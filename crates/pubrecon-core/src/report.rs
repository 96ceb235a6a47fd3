//! Match report: per-resident, per-action FOUND/MISSING results.

use std::collections::BTreeMap;
use std::path::Path;

use anyhow::{Context, Result};
use chrono::NaiveDate;
use serde::{Deserialize, Serialize};

use crate::candidates::CandidateIndex;
use crate::matcher::PublicationMatcher;
use crate::model::{ActionKind, AuthorPosition, CandidatePublication, PaperRef, ResidentActionSet};

#[derive(Debug, Clone, Copy, PartialEq, Eq, Serialize, Deserialize)]
#[serde(rename_all = "UPPERCASE")]
pub enum MatchStatus {
    Found,
    Missing,
}

/// Outcome for one curated paper.
#[derive(Debug, Clone, PartialEq, Serialize, Deserialize)]
pub struct MatchResult {
    pub title: String,
    pub journal: String,
    pub status: MatchStatus,
    #[serde(default, skip_serializing_if = "Option::is_none")]
    pub doi: Option<String>,
    #[serde(default, skip_serializing_if = "Option::is_none")]
    pub publication_date: Option<NaiveDate>,
    #[serde(default, skip_serializing_if = "Option::is_none")]
    pub authorship: Option<AuthorPosition>,
}

impl MatchResult {
    fn found(paper: &PaperRef, candidate: &CandidatePublication) -> Self {
        Self {
            title: paper.title.clone(),
            journal: paper.journal.clone(),
            status: MatchStatus::Found,
            doi: candidate.doi.clone(),
            publication_date: Some(candidate.publication_date),
            authorship: candidate.authorship,
        }
    }

    fn missing(paper: &PaperRef) -> Self {
        Self {
            title: paper.title.clone(),
            journal: paper.journal.clone(),
            status: MatchStatus::Missing,
            doi: None,
            publication_date: None,
            authorship: None,
        }
    }

    pub fn is_found(&self) -> bool {
        self.status == MatchStatus::Found
    }
}

#[derive(Debug, Clone, Default, PartialEq, Serialize, Deserialize)]
pub struct ActionReport {
    pub total: usize,
    pub found: usize,
    pub missing: usize,
    pub papers: Vec<MatchResult>,
}

impl ActionReport {
    fn push(&mut self, result: MatchResult) {
        self.total += 1;
        if result.is_found() {
            self.found += 1;
        } else {
            self.missing += 1;
        }
        self.papers.push(result);
    }

    /// Papers that were matched to a candidate.
    pub fn found_papers(&self) -> impl Iterator<Item = &MatchResult> {
        self.papers.iter().filter(|p| p.is_found())
    }
}

#[derive(Debug, Clone, Default, PartialEq, Serialize, Deserialize)]
pub struct ResidentReport {
    pub actions: BTreeMap<ActionKind, ActionReport>,
}

impl ResidentReport {
    pub fn action(&self, kind: ActionKind) -> Option<&ActionReport> {
        self.actions.get(&kind)
    }
}

#[derive(Debug, Clone, Default, PartialEq, Eq, Serialize, Deserialize)]
pub struct Summary {
    /// Residents named in the action file, including those without papers
    #[serde(default)]
    pub total_residents: usize,
    pub residents_processed: usize,
    pub total_papers: usize,
    pub papers_found: usize,
    pub papers_missing: usize,
}

/// Found/total for one action kind across all residents.
#[derive(Debug, Clone, Copy, Default, PartialEq, Eq)]
pub struct KindBreakdown {
    pub total: usize,
    pub found: usize,
}

impl KindBreakdown {
    pub fn rate(&self) -> f64 {
        percent(self.found, self.total)
    }
}

fn percent(part: usize, whole: usize) -> f64 {
    if whole == 0 {
        0.0
    } else {
        part as f64 * 100.0 / whole as f64
    }
}

#[derive(Debug, Clone, Default, PartialEq, Serialize, Deserialize)]
pub struct MatchReport {
    pub summary: Summary,
    pub residents: BTreeMap<String, ResidentReport>,
}

impl MatchReport {
    /// Percentage of curated papers that were found.
    pub fn match_rate(&self) -> f64 {
        percent(self.summary.papers_found, self.summary.total_papers)
    }

    /// Found/total per action kind; kinds with no papers are omitted.
    pub fn breakdown(&self) -> BTreeMap<ActionKind, KindBreakdown> {
        let mut out: BTreeMap<ActionKind, KindBreakdown> = BTreeMap::new();
        for resident in self.residents.values() {
            for (kind, action) in &resident.actions {
                let entry = out.entry(*kind).or_default();
                entry.total += action.total;
                entry.found += action.found;
            }
        }
        out
    }

    pub fn load(path: &Path) -> Result<Self> {
        let content = std::fs::read_to_string(path)
            .with_context(|| format!("Failed to read match report: {}", path.display()))?;
        serde_json::from_str(&content)
            .with_context(|| format!("Invalid match report JSON: {}", path.display()))
    }

    pub fn save(&self, path: &Path) -> Result<()> {
        if let Some(parent) = path.parent().filter(|p| !p.as_os_str().is_empty()) {
            std::fs::create_dir_all(parent)
                .with_context(|| format!("Failed to create directory: {}", parent.display()))?;
        }
        let json = serde_json::to_string_pretty(self).context("Failed to serialize report")?;
        std::fs::write(path, json)
            .with_context(|| format!("Failed to write match report: {}", path.display()))
    }
}

/// Run the publication matcher over every curated paper.
pub fn build_report(
    actions: &ResidentActionSet,
    index: &CandidateIndex,
    matcher: &PublicationMatcher,
) -> MatchReport {
    let mut report = MatchReport {
        summary: Summary {
            total_residents: actions.len(),
            ..Summary::default()
        },
        residents: BTreeMap::new(),
    };

    for (name, lists) in actions.iter() {
        if lists.is_empty() {
            continue;
        }
        let candidates = index.get(name);
        if candidates.is_empty() {
            log::debug!("{name}: no harvested candidates");
        }

        let mut resident = ResidentReport::default();
        for kind in ActionKind::ALL {
            let papers = lists.get(kind);
            if papers.is_empty() {
                continue;
            }
            let action = resident.actions.entry(kind).or_default();
            for paper in papers {
                let result = match matcher.find(paper, candidates) {
                    Some(candidate) => MatchResult::found(paper, candidate),
                    None => MatchResult::missing(paper),
                };
                action.push(result);
            }
        }

        for action in resident.actions.values() {
            report.summary.total_papers += action.total;
            report.summary.papers_found += action.found;
            report.summary.papers_missing += action.missing;
        }
        report.summary.residents_processed += 1;
        report.residents.insert(name.to_string(), resident);
    }

    report
}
☆ ☆ ☆ ☆ ☆ ☆ ☆
EXERCISE OBJECTIVE:
Send back exactly, with nothing added, the lines from the first line of the material above through the line holding "use crate::matcher::PublicationMatcher;"; both ends are included.

EXERCISE SOLUTION:
filename crates/pubrecon-core/src/report.rs
repository 96ceb235a6a47fd3
//! Match report: per-resident, per-action FOUND/MISSING results.

use std::collections::BTreeMap;
use std::path::Path;

use anyhow::{Context, Result};
use chrono::NaiveDate;
use serde::{Deserialize, Serialize};

use crate::candidates::CandidateIndex;
use crate::matcher::PublicationMatcher;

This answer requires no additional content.